ExxonMobil Just Challenged Trump to Get Serious With Russia Policy

Exxon Investors Show Support for Paris Agreement Despite President Trump's Stance · Fortune

Earlier this month, news leaked that ExxonMobil was pushing the Treasury Department to grant it a sanctions waiver, which would allow the company to resume its joint venture Black Sea drilling operations with Russian oil giant Rosneft. The Treasury Department has since denied the waiver application, as waivers are granted for humanitarian and policy reasons, not for business reasons-which was ExxonMobil’s case. Granting the waiver would have fueled concerns about the Trump administration’s relationship with Putin’s Russia, all the more so as Secretary of State Rex Tillerson was ExxonMobil’s CEO when the waiver was initially submitted.

Even though the administration was right to deny the waiver, waivers are a vital part of the sanctions process. They help governments target sanctions effectively, giving them flexibility to respond to changing circumstances on the ground. There are at least two reasons that this ability to target and respond flexibly is important. The first is strictly moral: It is wrong, for example, to harm Iraqi children caught in a dispute between the U.S. and Iraqi governments. The second is more pragmatic: Sanctions effectively aimed at decision makers puts pressure on them, reduces their ability to ally with fellow targets, and reduces opposition to the sanctions on humanitarian grounds. Waivers help to ensure that comprehensive sanctions are more targeted and shaped. Democracies-including limited democracies like apartheid South Africa-are more responsive to sanctions than are dictatorships, and pressure on voters becomes pressure on politicians.

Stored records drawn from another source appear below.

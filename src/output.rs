//! Emission of the accepted command.

use anyhow::{Context, Result};
use std::fs::OpenOptions;
use std::io::Write;
use std::path::Path;
use tracing::info;

/// Permission bits for a newly created output file.
#[cfg(unix)]
const OUTPUT_FILE_MODE: u32 = 0o644;

/// Writes `command` verbatim, with no trailing newline, either to `target`
/// or to `stdout`.
///
/// An existing target file is truncated.
pub fn emit_command<W: Write>(command: &str, target: Option<&Path>, stdout: &mut W) -> Result<()> {
    match target {
        Some(path) => {
            write_file(path, command)
                .with_context(|| format!("Error writing result to {}", path.display()))?;
            info!("Wrote command to {}", path.display());
        }
        None => {
            stdout
                .write_all(command.as_bytes())
                .and_then(|_| stdout.flush())
                .context("Error writing result to stdout")?;
        }
    }
    Ok(())
}

fn write_file(path: &Path, command: &str) -> std::io::Result<()> {
    let mut options = OpenOptions::new();
    options.write(true).create(true).truncate(true);
    #[cfg(unix)]
    {
        use std::os::unix::fs::OpenOptionsExt;
        options.mode(OUTPUT_FILE_MODE);
    }

    let mut file = options.open(path)?;
    file.write_all(command.as_bytes())?;
    file.flush()
}
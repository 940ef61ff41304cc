//! Conjure - turn a plain-language request into a single shell command.
//!
//! The user types what they want at a one-line prompt. The request, together
//! with a snapshot of the local shell environment, is sent to a
//! chat-completion endpoint, and the returned command is shown for the user
//! to accept or reject. An accepted command is written to stdout or to a
//! file; it is never executed.
//!
//! # Architecture
//!
//! - [`context`] - Best-effort snapshot of the local environment
//! - [`prompt`] - System instruction and request body
//! - [`http_client`] - HTTP client abstraction
//! - [`completion`] - Completion client and its error taxonomy
//! - [`session`] - The interactive state machine and its view
//! - [`event`] - Key and completion events, and their channel
//! - [`ui`] - Terminal rendering
//! - [`app`] - Event loop tying the session to the completion client
//! - [`output`] - Emission of the accepted command
//! - [`config`] - Configuration sources (packaged, file, environment)
//! - [`providers`] - Shared dependency injection traits
//!
//! # Example
//!
//! ```ignore
//! use conjure::{app, completion::CompletionClient, config::Config};
//! use conjure::{context::gather_context, event::EventHandler, session::Session};
//! use conjure::ui::TerminalUi;
//! use std::sync::Arc;
//!
//! #[tokio::main]
//! async fn main() -> anyhow::Result<()> {
//!     let config = Config::load()?;
//!     let mut events = EventHandler::new();
//!     events.spawn_terminal_reader();
//!
//!     let session = app::run(
//!         Session::new(gather_context()),
//!         Arc::new(CompletionClient::new(&config)),
//!         &mut events,
//!         &mut TerminalUi::new(std::io::stderr()),
//!     )
//!     .await?;
//!
//!     if let Some(command) = session.into_accepted_command() {
//!         print!("{}", command);
//!     }
//!     Ok(())
//! }
//! ```
//!
//! # Known limitations
//!
//! The completion request has no timeout beyond the HTTP client's defaults
//! and is never retried. After an error the only way forward is to quit and
//! run again.

pub mod app;
pub mod completion;
pub mod config;
pub mod context;
pub mod event;
pub mod http_client;
pub mod output;
pub mod prompt;
pub mod providers;
pub mod session;
pub mod ui;
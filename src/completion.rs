//! Completion client: one request to the chat-completion endpoint, one
//! shell command back.

use crate::config::{Config, API_KEY_VAR, ENDPOINT_VAR};
use crate::http_client::{HttpClient, ReqwestHttpClient};
use crate::prompt::build_request_body;
use async_trait::async_trait;
use serde::Deserialize;
use std::sync::Arc;
use thiserror::Error;
use tracing::{debug, info, warn};

/// Everything that can go wrong while asking for a command.
///
/// The `Display` text is shown to the user verbatim.
#[derive(Debug, Error)]
pub enum CompletionError {
    #[error("{} environment variable is not set", API_KEY_VAR)]
    MissingApiKey,

    #[error("{} environment variable is not set", ENDPOINT_VAR)]
    MissingEndpoint,

    #[error("failed to build JSON body: {0}")]
    Encode(#[source] serde_json::Error),

    #[error("failed to make HTTP request: {0}")]
    Transport(String),

    #[error("failed to unmarshal completion response: {0}")]
    MalformedResponse(#[source] serde_json::Error),

    #[error("no choices returned from completion endpoint: {body}")]
    NoChoices { body: String },

    #[error("failed to unmarshal command: {0}")]
    MalformedCommand(#[source] serde_json::Error),

    #[error("completion endpoint returned an empty command")]
    EmptyCommand,
}

impl CompletionError {
    /// True for errors detected before any network traffic.
    pub fn is_configuration(&self) -> bool {
        matches!(self, Self::MissingApiKey | Self::MissingEndpoint)
    }
}

#[derive(Debug, Deserialize)]
struct CompletionResponse {
    #[serde(default)]
    choices: Vec<Choice>,
}

#[derive(Debug, Deserialize)]
struct Choice {
    message: ChoiceMessage,
}

#[derive(Debug, Deserialize)]
struct ChoiceMessage {
    content: String,
}

#[derive(Debug, Deserialize)]
struct CommandPayload {
    command: String,
}

/// Trait for anything that turns a prompt pair into a shell command.
#[async_trait]
pub trait CommandCompleter: Send + Sync {
    async fn request_command(&self, system_prompt: &str, user_prompt: &str) -> Result<String, CompletionError>;
}

/// Completion client backed by an [`HttpClient`].
pub struct CompletionClient {
    http: Arc<dyn HttpClient>,
    api_key: Option<String>,
    endpoint: Option<String>,
}

impl CompletionClient {
    /// Creates a client using reqwest and the resolved configuration.
    pub fn new(config: &Config) -> Self {
        Self::with_http_client(config, Arc::new(ReqwestHttpClient::new()))
    }

    /// Creates a client with a custom transport (for testing).
    pub fn with_http_client(config: &Config, http: Arc<dyn HttpClient>) -> Self {
        Self {
            http,
            api_key: config.api_key().map(str::to_string),
            endpoint: config.endpoint().map(str::to_string),
        }
    }
}

#[async_trait]
impl CommandCompleter for CompletionClient {
    async fn request_command(&self, system_prompt: &str, user_prompt: &str) -> Result<String, CompletionError> {
        let api_key = self.api_key.as_deref().ok_or(CompletionError::MissingApiKey)?;
        let endpoint = self.endpoint.as_deref().ok_or(CompletionError::MissingEndpoint)?;

        let body = build_request_body(system_prompt, user_prompt).map_err(CompletionError::Encode)?;

        info!("Requesting command from {}", endpoint);
        let response_text = self
            .http
            .post_json(endpoint, &[("api-key", api_key)], body)
            .await
            .map_err(|e| CompletionError::Transport(format!("{:#}", e)))?;
        debug!("Completion response: {}", response_text);

        let command = parse_command(&response_text)?;
        info!("Received command: {}", command);
        Ok(command)
    }
}

/// Extracts the command from a raw completion response.
///
/// The first choice's message content must itself be a JSON object with a
/// `command` field.
pub fn parse_command(response_text: &str) -> Result<String, CompletionError> {
    let response: CompletionResponse =
        serde_json::from_str(response_text).map_err(CompletionError::MalformedResponse)?;

    let Some(first) = response.choices.into_iter().next() else {
        warn!("Completion response had no choices");
        return Err(CompletionError::NoChoices {
            body: response_text.to_string(),
        });
    };

    let payload: CommandPayload =
        serde_json::from_str(&first.message.content).map_err(CompletionError::MalformedCommand)?;

    if payload.command.is_empty() {
        return Err(CompletionError::EmptyCommand);
    }
    Ok(payload.command)
}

These are lessons hard learned, particularly following Iraq’s 1990 invasion of Kuwait. Initially, the embargo imposed by the UN Security Council on Iraq was comprehensive, rather than targeted, with devastating effects on Iraq’s economy. It wasn’t until 1995 that the U.S. and Iraq came to an “oil for food” agreement to relieve innocent civilians. The agreement allowed Iraq limited oil sales to fund humanitarian imports, UN weapons inspections, and reparations for victims of its 1990 invasion. The Security Council’s initial optimism that comprehensive sanctions could be an inexpensive way of conducting foreign policy, gave way, instead, to abandoning comprehensive sanctions in favor of “smart” or targeted sanctions.

Thus, with Iran in the 2000s and 2010s, the United States and its European partners sought to learn lessons from Iraq. During the toughest period of sanctions imposition, the United States expanded the definition of medical goods permitted to go to Iran without a license in order to prevent undue suffering on the part of the Iranian population. This waiver, which required no quid pro quo from Iran, sought to alleviate Iranian civilian suffering of the Iranian people notwithstanding the underlying dispute, while also weakening the perception that Iranians were suffering due to sanctions.